- Work instructions:
From the records below, copy every line that contains the word "whether".

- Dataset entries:
----------
mod cli;

use spatial_init::{config, output};
use spatial_init_db::{runner, script};

use anyhow::{Context, Result};
use clap::Parser;
use cli::{Cli, Commands};

struct RunFlags {
    dry_run: bool,
    json: bool,
    strict: bool,
}

fn main() -> Result<()> {
    let cli = Cli::parse();

    // Respect RUST_LOG env var if set, otherwise use defaults based on verbose flag
    let env_filter = std::env::var("RUST_LOG").unwrap_or_else(|_| {
        if cli.verbose {
            "spatial_init=debug,spatial_init_db=debug".to_string()
        } else {
            "spatial_init=info,spatial_init_db=info".to_string()
        }
    });

    // Logs go to stderr; stdout carries the report
    tracing_subscriber::fmt()
        .with_env_filter(&env_filter)
        .with_writer(std::io::stderr)
        .init();

    match cli.command {
        Commands::Run {
            database,
            script,
            split,
            delimiter,
            spatialite,
            extension,
            dry_run,
            json,
            strict,
        } => {
            let overrides = config::RunOverrides {
                database,
                script,
                split,
                delimiter,
                spatialite,
                extension,
            };
            let flags = RunFlags {
                dry_run,
                json,
                strict,
            };
            run_script(overrides, cli.config.as_deref(), flags)
        }
        Commands::Validate {
            config: config_path,
        } => {
            let path = config_path.or(cli.config);
            validate_config(path.as_deref())
        }
        Commands::Version => {
            println!("spatial-init {}", env!("CARGO_PKG_VERSION"));
            Ok(())
        }
    }
}

fn run_script(
    overrides: config::RunOverrides,
    config_path: Option<&std::path::Path>,
    flags: RunFlags,
) -> Result<()> {
    let config = config::load_config_or_default(config_path)?;
    let options = config::resolve_run_options(&config, overrides)?;

    if flags.dry_run {
        let text = script::read_script(&options.script_path)?;
        let statements = script::split_script(&text, options.split);
        println!("{}", output::statement_listing(&statements));
        println!("\n[DRY RUN] Database {:?} was not opened", options.database_path);
        return Ok(());
    }

    tracing::info!(
        "Running {:?} against {:?}",
        options.script_path,
        options.database_path
    );

    let report = runner::run_batch(&options, |outcome| {
        if outcome.is_failed() && !flags.json {
            println!("{}", output::failure_block(outcome));
        }
    })
    .with_context(|| format!("Run aborted, database {:?} not committed", options.database_path))?;

    if flags.json {
        println!("{}", serde_json::to_string_pretty(&report)?);
    } else {
        println!("\n{}", output::summary(&report));
    }

    if flags.strict && report.has_failures() {
        anyhow::bail!(
            "{} of {} statements failed",
            report.failure_count(),
            report.statement_count()
        );
    }

    Ok(())
}

fn validate_config(path: Option<&std::path::Path>) -> Result<()> {
    match path {
        Some(p) => {
            println!("Validating config: {:?}", p);
            let config = config::load_config(p)?;
            println!("✓ Configuration is valid");
            print_config(&config);
        }
        None => {
            println!("No config file specified, using defaults");
            print_config(&config::Config::default());
        }
    }

    Ok(())
}

fn print_config(config: &config::Config) {
    let show = |p: &Option<std::path::PathBuf>| {
        p.as_ref()
            .map(|p| p.display().to_string())
            .unwrap_or_else(|| "(not set)".to_string())
    };

    println!("  Database: {}", show(&config.database.path));
    println!(
        "  SpatiaLite: {}",
        if config.database.spatialite {
            config.database.extension.as_str()
        } else {
            "disabled"
        }
    );
    println!("  Script: {}", show(&config.script.path));
    match config.script.split {
        config::SplitStrategy::Delimiter => {
            println!("  Split: delimiter {:?}", config.script.delimiter)
        }
        config::SplitStrategy::Sql => println!("  Split: sql"),
    }
}
//! Spatial-Init-DB: batch execution of SQL scripts against SQLite/SpatiaLite.
//!
//! # Modules
//!
//! - `connection` - Opening and closing the database, loading SpatiaLite
//! - `script` - Reading scripts and splitting them into statements
//! - `runner` - Executing a batch with per-statement failure isolation
//! - `report` - Per-statement outcomes and the batch report
//!
//! # Example
//!
//! ```no_run
//! use spatial_init_db::runner::{run_batch, RunOptions};
//!
//! let options = RunOptions::new("network.sqlite", "create-empty-network.sql")
//!     .with_extension("mod_spatialite");
//! let report = run_batch(&options, |_| {}).unwrap();
//! println!("{} statements failed", report.failure_count());
//! ```

pub mod connection;
pub mod report;
pub mod runner;
pub mod script;

pub use report::{BatchReport, StatementError, StatementOutcome, StatementStatus};
pub use runner::{run_batch, run_statements, RunOptions};
pub use script::{split_script, SplitMode};
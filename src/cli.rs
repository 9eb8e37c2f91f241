use clap::{Parser, Subcommand};
use spatial_init::config::SplitStrategy;
use std::path::PathBuf;

#[derive(Parser)]
#[command(name = "spatial-init")]
#[command(author, version, about = "Initialize a spatial database from a batch SQL script")]
pub struct Cli {
    /// Path to config file
    #[arg(short, long, global = true)]
    pub config: Option<PathBuf>,

    /// Enable verbose logging
    #[arg(short, long, global = true)]
    pub verbose: bool,

    #[command(subcommand)]
    pub command: Commands,
}

#[derive(Subcommand)]
pub enum Commands {
    /// Execute a SQL script against a database file
    Run {
        /// Target database file (created if missing)
        #[arg(short, long, env = "SPATIAL_INIT_DATABASE")]
        database: Option<PathBuf>,

        /// SQL script to execute
        #[arg(short, long, env = "SPATIAL_INIT_SCRIPT")]
        script: Option<PathBuf>,

        /// How statements are separated in the script
        #[arg(long, value_enum)]
        split: Option<SplitStrategy>,

        /// Statement delimiter character for delimiter splitting
        #[arg(long)]
        delimiter: Option<char>,

        /// Load the SpatiaLite extension after opening the database
        #[arg(long)]
        spatialite: bool,

        /// Loadable extension to use instead of the configured one
        #[arg(long)]
        extension: Option<String>,

        /// List the statements without touching the database
        #[arg(long)]
        dry_run: bool,

        /// Output the batch report as JSON
        #[arg(long)]
        json: bool,

        /// Exit with an error if any statement failed
        #[arg(long)]
        strict: bool,
    },

    /// Validate configuration file
    Validate {
        /// Config file to validate (uses default if not specified)
        config: Option<PathBuf>,
    },

    /// Display version information
    Version,
}
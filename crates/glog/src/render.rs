//! crates/glog/src/render.rs
//! Operand concatenation shared by the non-formatting entry points.

use std::fmt::{self, Write as _};

/// Joins the display form of every operand with no separator.
pub(crate) fn concat(parts: &[&dyn fmt::Display]) -> String {
    let mut message = String::new();
    for part in parts {
        // Only a failing Display impl can error here; keep the partial text.
        let _ = write!(message, "{part}");
    }
    message
}

/// [`concat`] followed by a single trailing newline.
pub(crate) fn concat_line(parts: &[&dyn fmt::Display]) -> String {
    let mut message = concat(parts);
    message.push('\n');
    message
}
//! crates/glog/src/macros.rs
//! Variadic front-ends for the facade functions.
//!
//! Operand macros (`info!`, `warningln!`, ...) collect their arguments into a
//! `&[&dyn Display]` slice. Formatting macros (`infof!`, `exitf!`, ...) build
//! a [`format_args!`] value and hand it over without rendering it.

/// Log operands at info severity.
///
/// # Example
/// ```no_run
/// glog::info!("I'm", " ", "Batman!");
/// ```
#[macro_export]
macro_rules! info {
    ($($part:expr),* $(,)?) => {
        $crate::info(&[$(&$part as &dyn ::core::fmt::Display),*])
    };
}

/// Log operands at info severity with a trailing newline.
#[macro_export]
macro_rules! infoln {
    ($($part:expr),* $(,)?) => {
        $crate::infoln(&[$(&$part as &dyn ::core::fmt::Display),*])
    };
}

/// Log a format string and its arguments at info severity.
///
/// # Example
/// ```no_run
/// glog::infof!("{} - {}", "I'm", "batman!");
/// ```
#[macro_export]
macro_rules! infof {
    ($($arg:tt)+) => {
        $crate::infof(::core::format_args!($($arg)+))
    };
}

/// Log operands at warning severity.
#[macro_export]
macro_rules! warning {
    ($($part:expr),* $(,)?) => {
        $crate::warning(&[$(&$part as &dyn ::core::fmt::Display),*])
    };
}

/// Log operands at warning severity with a trailing newline.
#[macro_export]
macro_rules! warningln {
    ($($part:expr),* $(,)?) => {
        $crate::warningln(&[$(&$part as &dyn ::core::fmt::Display),*])
    };
}

/// Log a format string and its arguments at warning severity.
#[macro_export]
macro_rules! warningf {
    ($($arg:tt)+) => {
        $crate::warningf(::core::format_args!($($arg)+))
    };
}

/// Log operands at error severity.
#[macro_export]
macro_rules! error {
    ($($part:expr),* $(,)?) => {
        $crate::error(&[$(&$part as &dyn ::core::fmt::Display),*])
    };
}

/// Log operands at error severity with a trailing newline.
#[macro_export]
macro_rules! errorln {
    ($($part:expr),* $(,)?) => {
        $crate::errorln(&[$(&$part as &dyn ::core::fmt::Display),*])
    };
}

/// Log a format string and its arguments at error severity.
#[macro_export]
macro_rules! errorf {
    ($($arg:tt)+) => {
        $crate::errorf(::core::format_args!($($arg)+))
    };
}

/// Log operands at error severity, then exit with status 255.
#[macro_export]
macro_rules! fatal {
    ($($part:expr),* $(,)?) => {
        $crate::fatal(&[$(&$part as &dyn ::core::fmt::Display),*])
    };
}

/// Log operands plus a newline at error severity, then exit with status 255.
#[macro_export]
macro_rules! fatalln {
    ($($part:expr),* $(,)?) => {
        $crate::fatalln(&[$(&$part as &dyn ::core::fmt::Display),*])
    };
}

/// Log a format string at error severity, then exit with status 255.
#[macro_export]
macro_rules! fatalf {
    ($($arg:tt)+) => {
        $crate::fatalf(::core::format_args!($($arg)+))
    };
}

/// Log operands at error severity, then exit with status 1.
#[macro_export]
macro_rules! exit {
    ($($part:expr),* $(,)?) => {
        $crate::exit(&[$(&$part as &dyn ::core::fmt::Display),*])
    };
}

/// Log operands plus a newline at error severity, then exit with status 1.
#[macro_export]
macro_rules! exitln {
    ($($part:expr),* $(,)?) => {
        $crate::exitln(&[$(&$part as &dyn ::core::fmt::Display),*])
    };
}

/// Log a format string at error severity, then exit with status 1.
#[macro_export]
macro_rules! exitf {
    ($($arg:tt)+) => {
        $crate::exitf(::core::format_args!($($arg)+))
    };
}

/// Log operands at debug severity if `v(level)` is enabled.
///
/// # Example
/// ```no_run
/// glog::v_info!(2, "cache miss for ", 42);
/// ```
#[macro_export]
macro_rules! v_info {
    ($level:expr $(, $part:expr)* $(,)?) => {
        $crate::v($level).info(&[$(&$part as &dyn ::core::fmt::Display),*])
    };
}

/// Log operands plus a newline at debug severity if `v(level)` is enabled.
#[macro_export]
macro_rules! v_infoln {
    ($level:expr $(, $part:expr)* $(,)?) => {
        $crate::v($level).infoln(&[$(&$part as &dyn ::core::fmt::Display),*])
    };
}

/// Log a format string at debug severity if `v(level)` is enabled.
///
/// The arguments are only rendered by the backend, and only when enabled.
#[macro_export]
macro_rules! v_infof {
    ($level:expr, $($arg:tt)+) => {
        $crate::v($level).infof(::core::format_args!($($arg)+))
    };
}
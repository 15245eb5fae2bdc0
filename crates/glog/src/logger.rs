//! crates/glog/src/logger.rs
//! The logger capability and its built-in implementations.
//!
//! Every facade entry point lowers onto the four severity methods of
//! [`Logger`] plus the [`Logger::debug_enabled`] query used by verbose
//! handles. Hosts either implement the trait on their own type or assemble a
//! [`LoggerFunc`] from closures.

use std::fmt;

/// Capability a host logging backend must provide to receive facade calls.
///
/// Each method receives pre-built [`fmt::Arguments`]. For the `*f` entry
/// points these are the caller's format string and operands, untouched; for
/// the plain entry points they wrap the already concatenated message. The
/// implementation decides whether and where to render them.
///
/// Failures inside the backend are the backend's concern. The facade never
/// observes them.
pub trait Logger: Send + Sync {
    /// Records a debug message. Reached only through an enabled [`Verbose`](crate::Verbose) handle.
    fn debugf(&self, args: fmt::Arguments<'_>);

    /// Records an info message.
    fn infof(&self, args: fmt::Arguments<'_>);

    /// Records a warning message.
    fn warnf(&self, args: fmt::Arguments<'_>);

    /// Records an error message. Fatal and exit calls also land here.
    fn errorf(&self, args: fmt::Arguments<'_>);

    /// Reports whether debug output is currently wanted.
    ///
    /// Queried once per [`v`](crate::v) call, so flipping the answer takes
    /// effect on the next call without reinstalling the logger.
    fn debug_enabled(&self) -> bool;
}

/// Logger that discards everything and reports debug output as disabled.
///
/// Installed in the process-wide slot until the host calls
/// [`set_logger`](crate::set_logger).
#[derive(Clone, Copy, Debug, Default, Eq, PartialEq)]
pub struct Dummy;

impl Logger for Dummy {
    fn debugf(&self, _args: fmt::Arguments<'_>) {}

    fn infof(&self, _args: fmt::Arguments<'_>) {}

    fn warnf(&self, _args: fmt::Arguments<'_>) {}

    fn errorf(&self, _args: fmt::Arguments<'_>) {}

    fn debug_enabled(&self) -> bool {
        false
    }
}

type LogFn = Box<dyn Fn(fmt::Arguments<'_>) + Send + Sync>;
type EnabledFn = Box<dyn Fn() -> bool + Send + Sync>;

/// [`Logger`] assembled from independent closures.
///
/// Spares hosts a dedicated type when all they need is to route each
/// severity somewhere. Slots that are not set behave like [`Dummy`].
///
/// # Examples
///
/// ```
/// use std::sync::Arc;
/// use std::sync::atomic::{AtomicBool, Ordering};
///
/// use glog::{Logger, LoggerFunc};
///
/// let debug = Arc::new(AtomicBool::new(false));
/// let flag = Arc::clone(&debug);
///
/// let logger = LoggerFunc::new()
///     .with_debug_enabled(move || flag.load(Ordering::Relaxed))
///     .with_infof(|args| println!("[INFO] {args}"))
///     .with_errorf(|args| eprintln!("[ERROR] {args}"));
///
/// assert!(!logger.debug_enabled());
/// debug.store(true, Ordering::Relaxed);
/// assert!(logger.debug_enabled());
/// logger.infof(format_args!("{} - {}", "I'm", "batman!"));
/// ```
pub struct LoggerFunc {
    debugf: LogFn,
    infof: LogFn,
    warnf: LogFn,
    errorf: LogFn,
    debug_enabled: EnabledFn,
}

impl LoggerFunc {
    /// Creates an adapter whose every slot is a no-op and whose debug query answers `false`.
    #[must_use]
    pub fn new() -> Self {
        Self {
            debugf: Box::new(|_: fmt::Arguments<'_>| {}),
            infof: Box::new(|_: fmt::Arguments<'_>| {}),
            warnf: Box::new(|_: fmt::Arguments<'_>| {}),
            errorf: Box::new(|_: fmt::Arguments<'_>| {}),
            debug_enabled: Box::new(|| false),
        }
    }

    /// Sets the closure receiving debug messages.
    #[must_use]
    pub fn with_debugf<F>(mut self, f: F) -> Self
    where
        F: Fn(fmt::Arguments<'_>) + Send + Sync + 'static,
    {
        self.debugf = Box::new(f);
        self
    }

    /// Sets the closure receiving info messages.
    #[must_use]
    pub fn with_infof<F>(mut self, f: F) -> Self
    where
        F: Fn(fmt::Arguments<'_>) + Send + Sync + 'static,
    {
        self.infof = Box::new(f);
        self
    }

    /// Sets the closure receiving warning messages.
    #[must_use]
    pub fn with_warnf<F>(mut self, f: F) -> Self
    where
        F: Fn(fmt::Arguments<'_>) + Send + Sync + 'static,
    {
        self.warnf = Box::new(f);
        self
    }

    /// Sets the closure receiving error messages.
    #[must_use]
    pub fn with_errorf<F>(mut self, f: F) -> Self
    where
        F: Fn(fmt::Arguments<'_>) + Send + Sync + 'static,
    {
        self.errorf = Box::new(f);
        self
    }

    /// Sets the closure answering [`Logger::debug_enabled`].
    #[must_use]
    pub fn with_debug_enabled<F>(mut self, f: F) -> Self
    where
        F: Fn() -> bool + Send + Sync + 'static,
    {
        self.debug_enabled = Box::new(f);
        self
    }
}

impl Default for LoggerFunc {
    fn default() -> Self {
        Self::new()
    }
}

impl fmt::Debug for LoggerFunc {
    fn fmt(&self, f: &mut fmt::Formatter<'_>) -> fmt::Result {
        f.debug_struct("LoggerFunc").finish_non_exhaustive()
    }
}

impl Logger for LoggerFunc {
    fn debugf(&self, args: fmt::Arguments<'_>) {
        (self.debugf)(args);
    }

    fn infof(&self, args: fmt::Arguments<'_>) {
        (self.infof)(args);
    }

    fn warnf(&self, args: fmt::Arguments<'_>) {
        (self.warnf)(args);
    }

    fn errorf(&self, args: fmt::Arguments<'_>) {
        (self.errorf)(args);
    }

    fn debug_enabled(&self) -> bool {
        (self.debug_enabled)()
    }
}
----------
- Solution to the exercise:
/// implementation decides whether and where to render them.
    /// Reports whether debug output is currently wanted.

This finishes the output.